**WHAT IS REQUIRED**
Return the data below in full, matching every line exactly.

**DATA FOR PROCESSING**
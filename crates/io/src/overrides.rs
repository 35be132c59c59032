//! Manual override tables as TOML.
//!
//! One key per boundary region; the value is the disaster-database id, or
//! an empty string to mark the region as deliberately unresolved:
//!
//! ```toml
//! "IDN.12.4_1" = "3204"
//! "IDN.31.1_1" = ""
//! ```

use std::path::Path;

use hmhews_regions::OverrideTable;
use tracing::info;

use crate::error::IoError;

/// Reads an override table.
///
/// # Errors
///
/// Returns [`IoError::FileNotFound`] or [`IoError::Toml`].
pub fn read_overrides(path: &Path) -> Result<OverrideTable, IoError> {
    if !path.exists() {
        return Err(IoError::FileNotFound {
            path: path.to_path_buf(),
        });
    }
    let to_err = |reason: String| IoError::Toml {
        path: path.to_path_buf(),
        reason,
    };
    let text = std::fs::read_to_string(path).map_err(|e| to_err(e.to_string()))?;
    let table: OverrideTable = toml::from_str(&text).map_err(|e| to_err(e.to_string()))?;
    info!(path = %path.display(), entries = table.len(), "overrides loaded");
    Ok(table)
}

/// Writes an override table, typically a template for unresolved regions.
///
/// # Errors
///
/// Returns [`IoError::Toml`] if serialization or the write fails.
pub fn write_overrides(path: &Path, table: &OverrideTable) -> Result<(), IoError> {
    let to_err = |reason: String| IoError::Toml {
        path: path.to_path_buf(),
        reason,
    };
    let text = toml::to_string(table).map_err(|e| to_err(e.to_string()))?;
    std::fs::write(path, text).map_err(|e| to_err(e.to_string()))?;
    info!(path = %path.display(), entries = table.len(), "overrides written");
    Ok(())
}
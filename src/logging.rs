use tracing_subscriber::EnvFilter;

/// All workspace crate targets that should receive log output.
const CRATE_TARGETS: &[&str] = &[
    "hmhews",
    "hmhews_calendar",
    "hmhews_evaluate",
    "hmhews_events",
    "hmhews_index",
    "hmhews_io",
    "hmhews_regions",
    "hmhews_retry",
    "hmhews_sources",
];

/// Initialize tracing based on CLI verbosity level.
///
/// Mapping:
/// - 0 (none) -> warn
/// - 1 (-v)   -> info
/// - 2 (-vv)  -> debug
/// - 3+ (-vvv)-> trace
///
/// `RUST_LOG` env var overrides the CLI flag if set. Logs go to stderr so
/// reports printed on stdout stay clean.
pub fn init(verbosity: u8) {
    let level = match verbosity {
        0 => "warn",
        1 => "info",
        2 => "debug",
        _ => "trace",
    };

    let default_filter: String = CRATE_TARGETS
        .iter()
        .map(|t| format!("{t}={level}"))
        .collect::<Vec<_>>()
        .join(",");

    let filter =
        EnvFilter::try_from_default_env().unwrap_or_else(|_| EnvFilter::new(default_filter));

    tracing_subscriber::fmt()
        .with_env_filter(filter)
        .with_writer(std::io::stderr)
        .init();
}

**RESULT OF THIS TASK**
filename crates/io/src/overrides.rs
repository 35be132c59c59032
//! Manual override tables as TOML.
//!
//! One key per boundary region; the value is the disaster-database id, or
//! an empty string to mark the region as deliberately unresolved:
//!
//! ```toml
//! "IDN.12.4_1" = "3204"
//! "IDN.31.1_1" = ""
//! ```

use std::path::Path;

use hmhews_regions::OverrideTable;
use tracing::info;

use crate::error::IoError;

/// Reads an override table.
///
/// # Errors
///
/// Returns [`IoError::FileNotFound`] or [`IoError::Toml`].
pub fn read_overrides(path: &Path) -> Result<OverrideTable, IoError> {
    if !path.exists() {
        return Err(IoError::FileNotFound {
            path: path.to_path_buf(),
        });
    }
    let to_err = |reason: String| IoError::Toml {
        path: path.to_path_buf(),
        reason,
    };
    let text = std::fs::read_to_string(path).map_err(|e| to_err(e.to_string()))?;
    let table: OverrideTable = toml::from_str(&text).map_err(|e| to_err(e.to_string()))?;
    info!(path = %path.display(), entries = table.len(), "overrides loaded");
    Ok(table)
}

/// Writes an override table, typically a template for unresolved regions.
///
/// # Errors
///
/// Returns [`IoError::Toml`] if serialization or the write fails.
pub fn write_overrides(path: &Path, table: &OverrideTable) -> Result<(), IoError> {
    let to_err = |reason: String| IoError::Toml {
        path: path.to_path_buf(),
        reason,
    };
    let text = toml::to_string(table).map_err(|e| to_err(e.to_string()))?;
    std::fs::write(path, text).map_err(|e| to_err(e.to_string()))?;
    info!(path = %path.display(), entries = table.len(), "overrides written");
    Ok(())
}
filename src/logging.rs
use tracing_subscriber::EnvFilter;

/// All workspace crate targets that should receive log output.
const CRATE_TARGETS: &[&str] = &[
    "hmhews",
    "hmhews_calendar",
    "hmhews_evaluate",
    "hmhews_events",
    "hmhews_index",
    "hmhews_io",
    "hmhews_regions",
    "hmhews_retry",
    "hmhews_sources",
];

/// Initialize tracing based on CLI verbosity level.
///
/// Mapping:
/// - 0 (none) -> warn
/// - 1 (-v)   -> info
/// - 2 (-vv)  -> debug
/// - 3+ (-vvv)-> trace
///
/// `RUST_LOG` env var overrides the CLI flag if set. Logs go to stderr so
/// reports printed on stdout stay clean.
pub fn init(verbosity: u8) {
    let level = match verbosity {
        0 => "warn",
        1 => "info",
        2 => "debug",
        _ => "trace",
    };

    let default_filter: String = CRATE_TARGETS
        .iter()
        .map(|t| format!("{t}={level}"))
        .collect::<Vec<_>>()
        .join(",");

    let filter =
        EnvFilter::try_from_default_env().unwrap_or_else(|_| EnvFilter::new(default_filter));

    tracing_subscriber::fmt()
        .with_env_filter(filter)
        .with_writer(std::io::stderr)
        .init();
}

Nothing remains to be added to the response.